» Aim of the task
Using the records below, quote only the span that opens with the line containing "through this seam." and closes with the line containing "Stream type produced", exactly and inclusively.

Input records START

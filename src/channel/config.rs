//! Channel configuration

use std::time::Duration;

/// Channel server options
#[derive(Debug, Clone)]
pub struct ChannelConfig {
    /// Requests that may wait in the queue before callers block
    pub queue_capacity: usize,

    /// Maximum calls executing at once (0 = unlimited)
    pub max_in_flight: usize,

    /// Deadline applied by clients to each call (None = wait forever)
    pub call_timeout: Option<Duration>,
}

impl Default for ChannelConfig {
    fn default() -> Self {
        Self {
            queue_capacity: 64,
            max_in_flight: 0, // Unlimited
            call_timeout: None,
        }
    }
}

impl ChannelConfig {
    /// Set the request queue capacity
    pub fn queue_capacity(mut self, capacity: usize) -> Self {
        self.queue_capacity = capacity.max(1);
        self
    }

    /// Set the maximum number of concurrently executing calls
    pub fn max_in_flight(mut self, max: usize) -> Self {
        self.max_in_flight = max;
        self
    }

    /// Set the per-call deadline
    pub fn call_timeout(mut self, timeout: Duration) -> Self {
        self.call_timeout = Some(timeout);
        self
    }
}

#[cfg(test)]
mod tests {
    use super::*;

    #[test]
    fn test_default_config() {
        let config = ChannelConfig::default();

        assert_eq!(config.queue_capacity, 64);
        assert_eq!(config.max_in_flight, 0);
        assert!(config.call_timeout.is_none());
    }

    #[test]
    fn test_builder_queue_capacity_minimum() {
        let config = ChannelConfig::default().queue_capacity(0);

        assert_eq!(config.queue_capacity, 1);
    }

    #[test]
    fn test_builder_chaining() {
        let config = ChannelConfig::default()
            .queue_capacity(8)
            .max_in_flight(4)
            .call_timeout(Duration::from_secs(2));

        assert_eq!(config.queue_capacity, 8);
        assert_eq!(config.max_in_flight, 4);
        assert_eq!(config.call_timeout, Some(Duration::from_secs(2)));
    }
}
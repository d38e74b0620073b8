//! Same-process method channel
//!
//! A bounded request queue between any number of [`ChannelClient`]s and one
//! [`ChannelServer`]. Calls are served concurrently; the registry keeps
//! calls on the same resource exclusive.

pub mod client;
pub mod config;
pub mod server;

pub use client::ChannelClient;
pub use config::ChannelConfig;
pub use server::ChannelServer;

Input records END
Input records START

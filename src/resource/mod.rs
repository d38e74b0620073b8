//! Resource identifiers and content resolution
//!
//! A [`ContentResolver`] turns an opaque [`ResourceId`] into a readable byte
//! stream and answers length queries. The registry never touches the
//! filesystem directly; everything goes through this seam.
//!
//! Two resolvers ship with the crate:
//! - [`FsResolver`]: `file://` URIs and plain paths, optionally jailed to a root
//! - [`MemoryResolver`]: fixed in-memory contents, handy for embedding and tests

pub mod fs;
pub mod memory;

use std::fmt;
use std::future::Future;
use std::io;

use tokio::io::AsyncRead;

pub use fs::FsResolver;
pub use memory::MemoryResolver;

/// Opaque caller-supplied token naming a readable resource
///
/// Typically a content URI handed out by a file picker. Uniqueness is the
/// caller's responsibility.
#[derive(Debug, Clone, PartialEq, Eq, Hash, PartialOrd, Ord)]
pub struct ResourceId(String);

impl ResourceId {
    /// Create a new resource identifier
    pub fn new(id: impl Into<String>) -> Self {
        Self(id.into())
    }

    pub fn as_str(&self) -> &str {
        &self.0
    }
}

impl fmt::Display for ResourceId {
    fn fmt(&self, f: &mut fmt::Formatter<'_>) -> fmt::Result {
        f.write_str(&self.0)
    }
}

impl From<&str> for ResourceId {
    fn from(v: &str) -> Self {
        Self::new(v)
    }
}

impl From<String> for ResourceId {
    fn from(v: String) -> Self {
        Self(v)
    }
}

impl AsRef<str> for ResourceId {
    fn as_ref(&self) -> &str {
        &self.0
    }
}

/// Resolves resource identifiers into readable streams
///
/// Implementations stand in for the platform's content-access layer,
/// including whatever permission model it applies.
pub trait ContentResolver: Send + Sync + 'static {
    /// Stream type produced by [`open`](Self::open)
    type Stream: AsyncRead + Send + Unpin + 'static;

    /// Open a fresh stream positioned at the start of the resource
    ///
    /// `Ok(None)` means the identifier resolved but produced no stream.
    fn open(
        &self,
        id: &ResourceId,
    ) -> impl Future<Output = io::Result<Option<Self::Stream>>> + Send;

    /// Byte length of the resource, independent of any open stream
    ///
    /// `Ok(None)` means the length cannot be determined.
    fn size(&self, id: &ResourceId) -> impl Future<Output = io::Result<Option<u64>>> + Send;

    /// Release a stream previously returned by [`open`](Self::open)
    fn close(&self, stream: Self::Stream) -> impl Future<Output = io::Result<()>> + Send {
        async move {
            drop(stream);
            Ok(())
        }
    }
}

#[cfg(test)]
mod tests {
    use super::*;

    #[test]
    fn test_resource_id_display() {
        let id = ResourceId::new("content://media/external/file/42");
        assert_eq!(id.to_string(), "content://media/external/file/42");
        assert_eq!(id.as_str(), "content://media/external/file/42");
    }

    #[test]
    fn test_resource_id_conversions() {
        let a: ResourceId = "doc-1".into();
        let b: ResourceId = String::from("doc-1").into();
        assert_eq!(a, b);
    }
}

Input records END

» Result
//! filesystem directly; everything goes through this seam.
//!
//! Two resolvers ship with the crate:
//! - [`FsResolver`]: `file://` URIs and plain paths, optionally jailed to a root
//! - [`MemoryResolver`]: fixed in-memory contents, handy for embedding and tests

pub mod fs;
pub mod memory;

use std::fmt;
use std::future::Future;
use std::io;

use tokio::io::AsyncRead;

pub use fs::FsResolver;
pub use memory::MemoryResolver;

/// Opaque caller-supplied token naming a readable resource
///
/// Typically a content URI handed out by a file picker. Uniqueness is the
/// caller's responsibility.
#[derive(Debug, Clone, PartialEq, Eq, Hash, PartialOrd, Ord)]
pub struct ResourceId(String);

impl ResourceId {
    /// Create a new resource identifier
    pub fn new(id: impl Into<String>) -> Self {
        Self(id.into())
    }

    pub fn as_str(&self) -> &str {
        &self.0
    }
}

impl fmt::Display for ResourceId {
    fn fmt(&self, f: &mut fmt::Formatter<'_>) -> fmt::Result {
        f.write_str(&self.0)
    }
}

impl From<&str> for ResourceId {
    fn from(v: &str) -> Self {
        Self::new(v)
    }
}

impl From<String> for ResourceId {
    fn from(v: String) -> Self {
        Self(v)
    }
}

impl AsRef<str> for ResourceId {
    fn as_ref(&self) -> &str {
        &self.0
    }
}

/// Resolves resource identifiers into readable streams
///
/// Implementations stand in for the platform's content-access layer,
/// including whatever permission model it applies.
pub trait ContentResolver: Send + Sync + 'static {
    /// Stream type produced by [`open`](Self::open)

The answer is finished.